§ Task item
Give back an exact copy of the lines from the start of the material through the line bearing "static RE_RECIPIENT: LazyLock<Regex>". Include both ends and nothing else.

§ Data section
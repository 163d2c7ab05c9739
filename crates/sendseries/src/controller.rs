//! Owns the current series and applies commands to it.

use std::ffi::OsString;
use std::path::PathBuf;

use log::{debug, info, warn};
use tracing::Instrument;

use crate::broadcast::ViewBroadcaster;
use crate::command::Command;
use crate::config::Settings;
use crate::db::KeyValueStore;
use crate::error::{Result, SeriesError};
use crate::git::GitRepository;
use crate::maintainers;
use crate::naming::{next_head, previous_head};
use crate::scraper::SendScraper;
use crate::series::{RecipientKind, Series, SeriesField};
use crate::store::SeriesStore;
use crate::tools::{self, args, PatchSet};
use crate::view::{Outcome, SeriesSummary, SeriesView};

/// Series state of one workspace.
///
/// Every mutation is persisted under the current head and followed by a
/// fresh [`SeriesView`] on the broadcaster. Without an attached repository
/// the head is empty and nothing is persisted.
#[derive(Debug)]
pub struct SeriesController<S> {
    store: SeriesStore<S>,
    settings: Settings,
    broadcaster: ViewBroadcaster,
    repo: Option<GitRepository>,
    head: String,
    series: Series,
    cover_letter: String,
}
//! Recipients known to a kernel-style MAINTAINERS file.

use std::path::Path;
use std::sync::LazyLock;

use regex::Regex;

use crate::error::ToolError;

static RE_RECIPIENT: LazyLock<Regex> =
    LazyLock::new(|| Regex::new(r"^(?:M|R|L):\t(.+)$").unwrap());

static RE_ANGLE_ADDRESS: LazyLock<Regex> =
    LazyLock::new(|| Regex::new(r"<(.+)>").unwrap());

/// Unique maintainer, reviewer and list entries of `content`, in file order.
pub fn parse_recipients(content: &str) -> Vec<String> {
    let mut entries: Vec<String> = Vec::new();
    for line in content.lines() {
        let Some(caps) = RE_RECIPIENT.captures(line) else {
            continue;
        };
        let entry = &caps[1];
        if !entries.iter().any(|known| known == entry) {
            entries.push(entry.to_string());
        }
    }
    entries
}

/// Reads the MAINTAINERS file at `path`.
pub fn possible_recipients(path: &Path) -> Result<Vec<String>, ToolError> {
    let content = std::fs::read_to_string(path).map_err(|source| ToolError::ReadFile {
        path: path.to_path_buf(),
        source,
    })?;
    Ok(parse_recipients(&content))
}

/// Entries containing `query`, ignoring case.
pub fn search<'a>(entries: &'a [String], query: &str) -> Vec<&'a str> {
    let query = query.to_lowercase();
    entries
        .iter()
        .filter(|entry| entry.to_lowercase().contains(&query))
        .map(String::as_str)
        .collect()
}

/// Extracts the address of a `Name <address>` entry.
pub fn sanitize_maintainers_email(entry: &str) -> &str {
    RE_ANGLE_ADDRESS
        .captures(entry)
        .and_then(|caps| caps.get(1))
        .map_or(entry, |address| address.as_str())
}

#[cfg(test)]
mod tests {
    use super::*;

    const MAINTAINERS: &str = "\
NETWORKING DRIVERS
M:\tAda Lovelace <ada@example.org>
R:\tBob Reviewer <bob@example.org>
L:\tnetdev@vger.kernel.org
S:\tMaintained
F:\tdrivers/net/

NETWORKING [GENERAL]
M:\tAda Lovelace <ada@example.org>
L:\tnetdev@vger.kernel.org
M: not-a-tab@example.org
";

    #[test]
    fn test_parse_recipients_unique_in_order() {
        assert_eq!(
            parse_recipients(MAINTAINERS),
            vec![
                "Ada Lovelace <ada@example.org>",
                "Bob Reviewer <bob@example.org>",
                "netdev@vger.kernel.org",
            ]
        );
    }

    #[test]
    fn test_parse_recipients_crlf() {
        assert_eq!(
            parse_recipients("M:\tAda <ada@example.org>\r\n"),
            vec!["Ada <ada@example.org>"]
        );
    }

    #[test]
    fn test_possible_recipients_missing_file() {
        let dir = tempfile::TempDir::new().unwrap();
        assert!(matches!(
            possible_recipients(&dir.path().join("MAINTAINERS")),
            Err(ToolError::ReadFile { .. })
        ));
    }

    #[test]
    fn test_search() {
        let entries = parse_recipients(MAINTAINERS);
        assert_eq!(search(&entries, "ada"), vec!["Ada Lovelace <ada@example.org>"]);
        assert_eq!(search(&entries, "EXAMPLE").len(), 2);
        assert!(search(&entries, "linus").is_empty());
    }

    #[test]
    fn test_sanitize_maintainers_email() {
        assert_eq!(sanitize_maintainers_email("Ada <ada@example.org>"), "ada@example.org");
        assert_eq!(
            sanitize_maintainers_email("netdev@vger.kernel.org"),
            "netdev@vger.kernel.org"
        );
    }
}
//! Shared test utilities for sendseries integration tests.
//!
//! This module provides:
//! - `TestRepo`, a throwaway git repository with helper scripts
//! - constructors for controllers backed by an in-memory database

pub mod harness;

pub use harness::*;
use std::path::{Path, PathBuf};

use crate::config::schema::Settings;
use crate::error::ConfigError;

/// Returns the default settings location: `<config dir>/sendseries/config.yaml`.
pub fn default_config_path() -> Option<PathBuf> {
    dirs::config_dir().map(|d| d.join("sendseries").join("config.yaml"))
}

pub fn load_settings<P: AsRef<Path>>(path: P) -> Result<Settings, ConfigError> {
    let path = path.as_ref();
    let content = std::fs::read_to_string(path).map_err(|e| ConfigError::ReadFile {
        path: path.to_path_buf(),
        source: e,
    })?;

    load_settings_from_str(&content)
}

/// Loads `path` when it exists and falls back to the defaults otherwise.
pub fn load_settings_or_default<P: AsRef<Path>>(path: P) -> Result<Settings, ConfigError> {
    let path = path.as_ref();
    if path.exists() {
        log::debug!("Loading settings from {}", path.display());
        load_settings(path)
    } else {
        log::debug!("No settings at {}, using defaults", path.display());
        Ok(Settings::default())
    }
}

pub fn load_settings_from_str(content: &str) -> Result<Settings, ConfigError> {
    // An empty YAML document deserializes as null.
    if content.trim().is_empty() {
        return Ok(Settings::default());
    }

    let settings: Settings = serde_yaml::from_str(content)?;

    validate_settings(&settings)?;

    Ok(settings)
}

fn validate_settings(settings: &Settings) -> Result<(), ConfigError> {
    if settings.git_path.trim().is_empty() {
        return Err(ConfigError::Validation {
            message: "gitPath must not be empty".to_string(),
        });
    }

    for (name, list) in [
        ("defaultTos", &settings.default_tos),
        ("defaultCcs", &settings.default_ccs),
    ] {
        if list.iter().any(|email| email.trim().is_empty()) {
            return Err(ConfigError::Validation {
                message: format!("{} must not contain empty addresses", name),
            });
        }
    }

    if let Some(command) = &settings.browser_command {
        if command.trim().is_empty() {
            return Err(ConfigError::Validation {
                message: "browserCommand must not be empty when set".to_string(),
            });
        }
    }

    Ok(())
}

#[cfg(test)]
mod tests {
    use super::*;

    #[test]
    fn test_load_empty_config() {
        let settings = load_settings_from_str("").unwrap();
        assert_eq!(settings, Settings::default());
        assert_eq!(settings.default_subject_prefix, "PATCH");
    }

    #[test]
    fn test_load_partial_config() {
        let settings = load_settings_from_str(
            r#"
defaultSubjectPrefix: RFC PATCH net-next
defaultCcs:
  - netdev@vger.kernel.org
formatPatchArgs: ["--base=auto"]
"#,
        )
        .unwrap();
        assert_eq!(settings.default_subject_prefix, "RFC PATCH net-next");
        assert_eq!(settings.default_ccs, vec!["netdev@vger.kernel.org"]);
        assert_eq!(settings.format_patch_args, vec!["--base=auto"]);
        assert_eq!(settings.git_path, "git");
    }

    #[test]
    fn test_empty_git_path_rejected() {
        let err = load_settings_from_str("gitPath: ''").unwrap_err();
        assert!(matches!(err, ConfigError::Validation { .. }));
    }

    #[test]
    fn test_empty_default_recipient_rejected() {
        let err = load_settings_from_str("defaultTos: ['a@b.c', ' ']").unwrap_err();
        assert!(err.to_string().contains("defaultTos"));
    }

    #[test]
    fn test_invalid_yaml() {
        let err = load_settings_from_str("defaultTos: {").unwrap_err();
        assert!(matches!(err, ConfigError::ParseYaml(_)));
    }

    #[test]
    fn test_missing_file_uses_defaults() {
        let dir = tempfile::tempdir().unwrap();
        let settings = load_settings_or_default(dir.path().join("config.yaml")).unwrap();
        assert_eq!(settings, Settings::default());
    }

    #[test]
    fn test_load_from_file() {
        let dir = tempfile::tempdir().unwrap();
        let path = dir.path().join("config.yaml");
        std::fs::write(&path, "archiveUrlPrefix: https://example.org/m/\n").unwrap();
        let settings = load_settings_or_default(&path).unwrap();
        assert_eq!(settings.archive_url("abc@x"), "https://example.org/m/abc@x");
    }
}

§ Finished exercise
repository 163d2c7ab05c9739
filename crates/sendseries/src/controller.rs
//! Owns the current series and applies commands to it.

use std::ffi::OsString;
use std::path::PathBuf;

use log::{debug, info, warn};
use tracing::Instrument;

use crate::broadcast::ViewBroadcaster;
use crate::command::Command;
use crate::config::Settings;
use crate::db::KeyValueStore;
use crate::error::{Result, SeriesError};
use crate::git::GitRepository;
use crate::maintainers;
use crate::naming::{next_head, previous_head};
use crate::scraper::SendScraper;
use crate::series::{RecipientKind, Series, SeriesField};
use crate::store::SeriesStore;
use crate::tools::{self, args, PatchSet};
use crate::view::{Outcome, SeriesSummary, SeriesView};

/// Series state of one workspace.
///
/// Every mutation is persisted under the current head and followed by a
/// fresh [`SeriesView`] on the broadcaster. Without an attached repository
/// the head is empty and nothing is persisted.
#[derive(Debug)]
pub struct SeriesController<S> {
    store: SeriesStore<S>,
    settings: Settings,
    broadcaster: ViewBroadcaster,
    repo: Option<GitRepository>,
    head: String,
    series: Series,
    cover_letter: String,
}
//! Recipients known to a kernel-style MAINTAINERS file.

use std::path::Path;
use std::sync::LazyLock;

use regex::Regex;

use crate::error::ToolError;

static RE_RECIPIENT: LazyLock<Regex> =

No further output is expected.